* Exercise:
When you reach the line in the listing below that contains "an empty collector.", begin returning lines exactly as written, and stop after the line that contains "a timing sample.". Return no other lines.

[[ Given data, beginning ]]

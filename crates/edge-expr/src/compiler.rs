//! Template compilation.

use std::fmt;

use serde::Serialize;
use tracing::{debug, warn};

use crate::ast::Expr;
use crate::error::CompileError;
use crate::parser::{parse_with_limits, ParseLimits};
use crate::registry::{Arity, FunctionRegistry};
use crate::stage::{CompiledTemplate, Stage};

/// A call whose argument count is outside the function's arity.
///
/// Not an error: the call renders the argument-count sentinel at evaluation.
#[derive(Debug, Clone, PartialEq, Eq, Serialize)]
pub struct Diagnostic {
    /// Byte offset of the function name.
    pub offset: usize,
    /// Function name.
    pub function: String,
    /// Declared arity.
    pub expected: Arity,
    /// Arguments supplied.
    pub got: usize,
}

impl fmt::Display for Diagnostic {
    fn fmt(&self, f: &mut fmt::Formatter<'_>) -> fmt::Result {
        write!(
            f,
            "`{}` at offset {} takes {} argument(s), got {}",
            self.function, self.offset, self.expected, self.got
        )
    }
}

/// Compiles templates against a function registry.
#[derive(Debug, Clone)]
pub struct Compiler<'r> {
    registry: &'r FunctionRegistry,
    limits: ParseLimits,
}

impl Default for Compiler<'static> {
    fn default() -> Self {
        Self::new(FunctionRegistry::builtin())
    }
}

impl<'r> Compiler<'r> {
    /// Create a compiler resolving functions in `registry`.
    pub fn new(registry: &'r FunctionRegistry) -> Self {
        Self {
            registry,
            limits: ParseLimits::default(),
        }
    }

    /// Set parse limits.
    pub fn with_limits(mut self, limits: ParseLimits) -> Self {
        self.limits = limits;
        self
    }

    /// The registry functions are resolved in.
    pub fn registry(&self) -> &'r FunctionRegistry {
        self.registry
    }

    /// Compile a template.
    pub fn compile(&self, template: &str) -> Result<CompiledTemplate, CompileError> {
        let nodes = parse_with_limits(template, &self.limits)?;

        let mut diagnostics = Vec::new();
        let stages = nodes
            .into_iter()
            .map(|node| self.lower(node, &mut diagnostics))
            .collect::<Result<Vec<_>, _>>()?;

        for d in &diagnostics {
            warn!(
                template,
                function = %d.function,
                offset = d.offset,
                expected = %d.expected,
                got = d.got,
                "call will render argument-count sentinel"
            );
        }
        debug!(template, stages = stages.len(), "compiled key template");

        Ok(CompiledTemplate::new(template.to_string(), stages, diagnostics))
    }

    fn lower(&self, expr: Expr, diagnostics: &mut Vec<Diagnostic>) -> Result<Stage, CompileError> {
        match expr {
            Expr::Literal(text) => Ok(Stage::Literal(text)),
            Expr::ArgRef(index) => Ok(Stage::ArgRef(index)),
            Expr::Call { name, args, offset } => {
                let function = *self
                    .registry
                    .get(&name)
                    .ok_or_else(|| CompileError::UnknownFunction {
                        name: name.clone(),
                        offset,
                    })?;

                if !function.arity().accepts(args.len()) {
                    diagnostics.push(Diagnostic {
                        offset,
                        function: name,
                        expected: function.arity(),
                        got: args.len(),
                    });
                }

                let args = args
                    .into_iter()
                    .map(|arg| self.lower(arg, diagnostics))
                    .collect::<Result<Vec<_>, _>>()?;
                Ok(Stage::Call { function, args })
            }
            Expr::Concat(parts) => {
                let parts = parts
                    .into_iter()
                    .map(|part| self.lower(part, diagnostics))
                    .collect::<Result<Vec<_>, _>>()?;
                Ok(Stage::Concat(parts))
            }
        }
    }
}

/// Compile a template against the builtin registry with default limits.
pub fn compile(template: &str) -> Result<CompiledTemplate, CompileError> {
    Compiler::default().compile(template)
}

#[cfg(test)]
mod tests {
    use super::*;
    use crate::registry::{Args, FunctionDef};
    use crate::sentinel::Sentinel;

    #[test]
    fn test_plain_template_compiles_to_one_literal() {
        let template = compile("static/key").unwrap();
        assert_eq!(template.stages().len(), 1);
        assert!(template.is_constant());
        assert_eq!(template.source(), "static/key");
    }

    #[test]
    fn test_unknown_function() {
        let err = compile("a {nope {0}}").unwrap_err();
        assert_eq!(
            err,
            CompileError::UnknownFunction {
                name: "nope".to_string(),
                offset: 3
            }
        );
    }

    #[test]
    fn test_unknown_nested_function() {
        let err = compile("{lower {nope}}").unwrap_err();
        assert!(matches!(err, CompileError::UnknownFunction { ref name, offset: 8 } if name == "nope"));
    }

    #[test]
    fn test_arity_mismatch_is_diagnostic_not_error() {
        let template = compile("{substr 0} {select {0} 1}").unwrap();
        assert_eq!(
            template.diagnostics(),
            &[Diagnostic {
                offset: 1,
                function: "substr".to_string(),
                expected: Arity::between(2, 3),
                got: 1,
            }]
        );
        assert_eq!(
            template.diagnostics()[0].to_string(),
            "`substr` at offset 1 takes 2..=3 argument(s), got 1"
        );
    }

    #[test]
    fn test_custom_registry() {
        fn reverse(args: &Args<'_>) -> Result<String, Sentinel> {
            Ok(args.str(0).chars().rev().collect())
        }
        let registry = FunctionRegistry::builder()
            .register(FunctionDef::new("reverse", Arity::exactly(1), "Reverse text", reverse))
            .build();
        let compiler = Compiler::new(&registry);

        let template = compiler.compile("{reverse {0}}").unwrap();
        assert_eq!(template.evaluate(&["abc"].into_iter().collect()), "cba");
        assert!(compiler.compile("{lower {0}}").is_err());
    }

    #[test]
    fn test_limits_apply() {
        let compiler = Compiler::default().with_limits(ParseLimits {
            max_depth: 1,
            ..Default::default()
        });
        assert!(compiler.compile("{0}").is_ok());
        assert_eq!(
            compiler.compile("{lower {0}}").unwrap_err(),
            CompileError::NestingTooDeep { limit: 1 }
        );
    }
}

[[ Given data, end ]]
[[ Given data, beginning ]]

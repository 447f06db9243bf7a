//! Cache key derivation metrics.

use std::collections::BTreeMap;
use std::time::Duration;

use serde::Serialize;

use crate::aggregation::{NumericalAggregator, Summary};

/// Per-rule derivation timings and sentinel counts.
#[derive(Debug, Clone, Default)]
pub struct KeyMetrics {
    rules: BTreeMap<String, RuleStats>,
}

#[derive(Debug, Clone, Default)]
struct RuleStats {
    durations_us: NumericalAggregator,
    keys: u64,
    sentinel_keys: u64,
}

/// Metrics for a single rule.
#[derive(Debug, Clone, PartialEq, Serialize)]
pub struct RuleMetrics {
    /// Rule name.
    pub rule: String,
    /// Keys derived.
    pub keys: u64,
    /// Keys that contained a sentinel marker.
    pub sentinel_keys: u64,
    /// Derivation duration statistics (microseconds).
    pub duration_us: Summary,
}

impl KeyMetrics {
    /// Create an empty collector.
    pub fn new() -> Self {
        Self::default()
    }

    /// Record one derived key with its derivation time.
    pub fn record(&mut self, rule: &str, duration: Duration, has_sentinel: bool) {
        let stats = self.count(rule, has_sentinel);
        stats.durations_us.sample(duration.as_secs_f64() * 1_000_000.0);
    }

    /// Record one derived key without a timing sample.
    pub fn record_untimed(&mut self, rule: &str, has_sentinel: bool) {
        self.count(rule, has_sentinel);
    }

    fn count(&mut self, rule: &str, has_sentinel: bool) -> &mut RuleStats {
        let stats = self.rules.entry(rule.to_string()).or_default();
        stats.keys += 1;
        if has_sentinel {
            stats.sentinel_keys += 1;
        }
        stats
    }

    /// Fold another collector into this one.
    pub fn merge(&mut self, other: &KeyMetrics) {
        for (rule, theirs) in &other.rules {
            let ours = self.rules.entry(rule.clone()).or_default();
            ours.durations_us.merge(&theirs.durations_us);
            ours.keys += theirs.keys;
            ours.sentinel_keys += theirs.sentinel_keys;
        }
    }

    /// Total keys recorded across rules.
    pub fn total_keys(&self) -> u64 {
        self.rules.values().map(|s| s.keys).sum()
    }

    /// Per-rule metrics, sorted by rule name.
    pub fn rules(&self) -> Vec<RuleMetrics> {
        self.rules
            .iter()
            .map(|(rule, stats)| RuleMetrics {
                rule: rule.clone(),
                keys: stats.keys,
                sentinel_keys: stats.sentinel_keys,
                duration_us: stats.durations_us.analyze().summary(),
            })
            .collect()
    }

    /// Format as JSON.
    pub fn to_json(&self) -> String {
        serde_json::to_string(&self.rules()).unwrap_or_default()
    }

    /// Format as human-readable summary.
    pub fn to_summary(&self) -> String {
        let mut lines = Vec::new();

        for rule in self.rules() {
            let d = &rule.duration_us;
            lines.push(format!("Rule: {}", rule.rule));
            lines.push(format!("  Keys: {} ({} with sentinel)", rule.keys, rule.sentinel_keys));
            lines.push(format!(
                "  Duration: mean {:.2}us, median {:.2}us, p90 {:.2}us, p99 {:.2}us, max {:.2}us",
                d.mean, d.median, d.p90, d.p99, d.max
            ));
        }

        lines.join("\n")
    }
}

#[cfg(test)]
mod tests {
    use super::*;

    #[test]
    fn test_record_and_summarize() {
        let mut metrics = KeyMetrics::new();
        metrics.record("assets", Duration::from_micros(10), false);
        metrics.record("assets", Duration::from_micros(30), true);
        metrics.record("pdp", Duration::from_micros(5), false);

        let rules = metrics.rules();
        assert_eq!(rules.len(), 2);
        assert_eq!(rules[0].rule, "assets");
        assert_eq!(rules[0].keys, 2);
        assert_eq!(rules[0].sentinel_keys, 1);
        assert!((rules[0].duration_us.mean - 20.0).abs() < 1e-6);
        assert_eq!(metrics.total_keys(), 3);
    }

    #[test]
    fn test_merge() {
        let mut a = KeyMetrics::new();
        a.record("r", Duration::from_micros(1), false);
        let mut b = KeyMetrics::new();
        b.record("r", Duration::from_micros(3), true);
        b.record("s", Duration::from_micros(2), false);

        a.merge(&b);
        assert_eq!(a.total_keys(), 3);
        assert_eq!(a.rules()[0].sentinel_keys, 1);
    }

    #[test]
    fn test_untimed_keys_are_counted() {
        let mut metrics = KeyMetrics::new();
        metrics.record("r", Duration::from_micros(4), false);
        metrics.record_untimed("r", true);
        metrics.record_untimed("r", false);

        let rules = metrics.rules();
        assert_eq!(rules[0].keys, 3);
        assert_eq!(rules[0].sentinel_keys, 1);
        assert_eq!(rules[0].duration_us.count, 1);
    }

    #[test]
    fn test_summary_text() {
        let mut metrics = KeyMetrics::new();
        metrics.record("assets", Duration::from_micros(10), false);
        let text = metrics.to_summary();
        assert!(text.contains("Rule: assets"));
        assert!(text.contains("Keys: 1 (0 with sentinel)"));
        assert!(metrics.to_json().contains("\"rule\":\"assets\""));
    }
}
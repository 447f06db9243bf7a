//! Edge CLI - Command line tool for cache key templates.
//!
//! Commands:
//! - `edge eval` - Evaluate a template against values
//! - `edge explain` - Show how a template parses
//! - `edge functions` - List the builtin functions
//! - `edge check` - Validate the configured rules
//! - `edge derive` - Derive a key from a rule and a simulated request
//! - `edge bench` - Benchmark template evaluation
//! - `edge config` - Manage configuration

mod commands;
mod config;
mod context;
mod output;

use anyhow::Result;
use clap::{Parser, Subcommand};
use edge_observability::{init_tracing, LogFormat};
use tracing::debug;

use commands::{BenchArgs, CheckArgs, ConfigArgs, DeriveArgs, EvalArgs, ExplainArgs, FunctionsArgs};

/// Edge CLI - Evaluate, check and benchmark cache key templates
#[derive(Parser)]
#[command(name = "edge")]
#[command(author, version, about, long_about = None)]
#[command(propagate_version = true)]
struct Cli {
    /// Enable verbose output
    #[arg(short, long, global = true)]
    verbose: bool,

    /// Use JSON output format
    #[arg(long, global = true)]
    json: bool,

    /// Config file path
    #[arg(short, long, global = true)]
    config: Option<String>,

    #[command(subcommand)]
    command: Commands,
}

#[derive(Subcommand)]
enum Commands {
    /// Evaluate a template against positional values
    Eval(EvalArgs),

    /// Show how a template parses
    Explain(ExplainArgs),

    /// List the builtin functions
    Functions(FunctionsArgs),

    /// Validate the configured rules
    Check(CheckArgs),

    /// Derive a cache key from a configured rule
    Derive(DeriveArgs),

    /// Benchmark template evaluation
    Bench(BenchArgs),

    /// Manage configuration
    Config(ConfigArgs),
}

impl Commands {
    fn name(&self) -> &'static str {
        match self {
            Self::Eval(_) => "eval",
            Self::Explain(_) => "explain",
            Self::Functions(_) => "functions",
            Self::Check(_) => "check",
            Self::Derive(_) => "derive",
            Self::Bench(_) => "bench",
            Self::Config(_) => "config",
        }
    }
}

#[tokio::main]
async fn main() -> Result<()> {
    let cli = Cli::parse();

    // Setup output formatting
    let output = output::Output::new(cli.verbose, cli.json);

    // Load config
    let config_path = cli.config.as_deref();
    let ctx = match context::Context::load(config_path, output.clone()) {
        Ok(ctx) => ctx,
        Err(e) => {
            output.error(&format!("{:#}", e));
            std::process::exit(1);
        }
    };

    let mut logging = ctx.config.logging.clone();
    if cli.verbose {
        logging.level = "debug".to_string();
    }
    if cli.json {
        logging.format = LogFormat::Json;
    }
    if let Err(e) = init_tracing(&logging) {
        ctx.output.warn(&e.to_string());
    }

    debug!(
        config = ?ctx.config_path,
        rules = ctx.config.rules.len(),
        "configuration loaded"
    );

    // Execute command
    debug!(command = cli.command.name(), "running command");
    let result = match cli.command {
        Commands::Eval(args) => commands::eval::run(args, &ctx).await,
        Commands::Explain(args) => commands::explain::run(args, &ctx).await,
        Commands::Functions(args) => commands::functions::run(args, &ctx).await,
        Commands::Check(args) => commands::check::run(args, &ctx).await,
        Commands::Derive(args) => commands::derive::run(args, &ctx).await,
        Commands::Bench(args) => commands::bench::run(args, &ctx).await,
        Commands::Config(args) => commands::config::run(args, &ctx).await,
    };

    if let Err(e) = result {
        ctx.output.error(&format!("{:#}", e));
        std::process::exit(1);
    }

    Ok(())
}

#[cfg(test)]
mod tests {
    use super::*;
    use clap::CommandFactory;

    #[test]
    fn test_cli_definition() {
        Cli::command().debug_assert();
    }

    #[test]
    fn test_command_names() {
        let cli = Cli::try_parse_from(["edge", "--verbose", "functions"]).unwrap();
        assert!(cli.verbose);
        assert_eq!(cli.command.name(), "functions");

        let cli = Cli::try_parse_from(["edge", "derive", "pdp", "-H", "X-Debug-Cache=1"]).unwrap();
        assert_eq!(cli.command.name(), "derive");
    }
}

[[ Given data, end ]]
[[ Given data, beginning ]]

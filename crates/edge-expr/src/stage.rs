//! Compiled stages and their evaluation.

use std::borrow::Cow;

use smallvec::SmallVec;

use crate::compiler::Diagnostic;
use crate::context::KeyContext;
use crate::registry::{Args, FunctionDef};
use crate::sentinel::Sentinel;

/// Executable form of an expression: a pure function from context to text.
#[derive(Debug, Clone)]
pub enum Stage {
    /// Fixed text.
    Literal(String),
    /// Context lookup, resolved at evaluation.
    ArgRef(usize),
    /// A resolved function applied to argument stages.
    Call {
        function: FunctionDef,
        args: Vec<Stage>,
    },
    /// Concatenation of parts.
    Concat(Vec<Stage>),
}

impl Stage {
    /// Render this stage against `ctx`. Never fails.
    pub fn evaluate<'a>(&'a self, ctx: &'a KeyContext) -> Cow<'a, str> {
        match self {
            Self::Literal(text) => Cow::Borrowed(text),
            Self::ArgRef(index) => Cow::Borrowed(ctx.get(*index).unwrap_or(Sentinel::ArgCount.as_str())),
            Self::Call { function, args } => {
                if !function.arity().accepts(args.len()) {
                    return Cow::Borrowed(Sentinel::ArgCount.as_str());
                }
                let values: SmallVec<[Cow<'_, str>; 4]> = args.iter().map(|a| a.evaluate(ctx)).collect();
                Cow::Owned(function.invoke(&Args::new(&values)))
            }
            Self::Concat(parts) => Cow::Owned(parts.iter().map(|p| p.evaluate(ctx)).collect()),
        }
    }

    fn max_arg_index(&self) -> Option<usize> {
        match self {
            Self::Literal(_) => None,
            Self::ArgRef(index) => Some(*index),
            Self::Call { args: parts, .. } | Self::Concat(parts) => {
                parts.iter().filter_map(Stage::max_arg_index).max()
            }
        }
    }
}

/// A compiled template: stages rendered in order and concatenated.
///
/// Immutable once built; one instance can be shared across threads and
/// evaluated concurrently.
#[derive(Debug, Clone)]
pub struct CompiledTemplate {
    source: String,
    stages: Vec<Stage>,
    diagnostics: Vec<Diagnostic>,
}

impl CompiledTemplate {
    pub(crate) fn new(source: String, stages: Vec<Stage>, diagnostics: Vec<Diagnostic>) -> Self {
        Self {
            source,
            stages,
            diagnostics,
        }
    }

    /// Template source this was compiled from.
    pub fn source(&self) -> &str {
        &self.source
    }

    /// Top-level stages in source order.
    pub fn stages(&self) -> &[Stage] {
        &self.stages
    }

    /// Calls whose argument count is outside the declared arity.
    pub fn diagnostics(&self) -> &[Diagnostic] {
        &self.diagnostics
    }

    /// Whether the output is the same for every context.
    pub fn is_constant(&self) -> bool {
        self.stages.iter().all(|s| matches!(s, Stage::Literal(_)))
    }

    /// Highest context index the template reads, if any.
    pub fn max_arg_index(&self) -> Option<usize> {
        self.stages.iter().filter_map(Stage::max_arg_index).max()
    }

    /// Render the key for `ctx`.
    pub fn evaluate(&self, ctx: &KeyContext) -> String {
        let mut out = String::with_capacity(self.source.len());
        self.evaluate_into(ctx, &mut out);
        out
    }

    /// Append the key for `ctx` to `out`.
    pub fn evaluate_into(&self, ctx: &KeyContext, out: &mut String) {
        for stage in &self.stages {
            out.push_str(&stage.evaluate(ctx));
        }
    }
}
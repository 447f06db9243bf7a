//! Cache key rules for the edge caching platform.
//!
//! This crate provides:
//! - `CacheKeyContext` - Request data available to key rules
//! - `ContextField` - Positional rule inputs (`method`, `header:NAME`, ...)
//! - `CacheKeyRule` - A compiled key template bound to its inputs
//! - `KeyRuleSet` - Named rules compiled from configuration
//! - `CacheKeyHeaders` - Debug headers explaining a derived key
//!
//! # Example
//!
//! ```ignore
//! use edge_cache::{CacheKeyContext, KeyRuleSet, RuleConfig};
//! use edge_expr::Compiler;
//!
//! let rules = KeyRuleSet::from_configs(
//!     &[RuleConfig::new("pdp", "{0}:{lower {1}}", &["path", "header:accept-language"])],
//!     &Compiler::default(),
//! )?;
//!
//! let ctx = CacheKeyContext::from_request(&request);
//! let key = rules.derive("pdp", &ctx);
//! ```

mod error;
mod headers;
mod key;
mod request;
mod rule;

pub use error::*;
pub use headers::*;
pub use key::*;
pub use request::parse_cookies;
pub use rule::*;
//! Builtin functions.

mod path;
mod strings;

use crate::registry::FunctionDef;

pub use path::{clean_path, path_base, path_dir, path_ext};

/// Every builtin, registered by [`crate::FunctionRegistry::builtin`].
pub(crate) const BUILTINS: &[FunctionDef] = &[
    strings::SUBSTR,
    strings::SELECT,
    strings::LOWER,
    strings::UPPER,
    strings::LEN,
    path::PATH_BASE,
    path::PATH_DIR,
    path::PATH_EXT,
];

[[ Given data, end ]]

* Solution to the exercise:
    /// Create an empty collector.
    pub fn new() -> Self {
        Self::default()
    }

    /// Record one derived key with its derivation time.
    pub fn record(&mut self, rule: &str, duration: Duration, has_sentinel: bool) {
        let stats = self.count(rule, has_sentinel);
        stats.durations_us.sample(duration.as_secs_f64() * 1_000_000.0);
    }

    /// Record one derived key without a timing sample.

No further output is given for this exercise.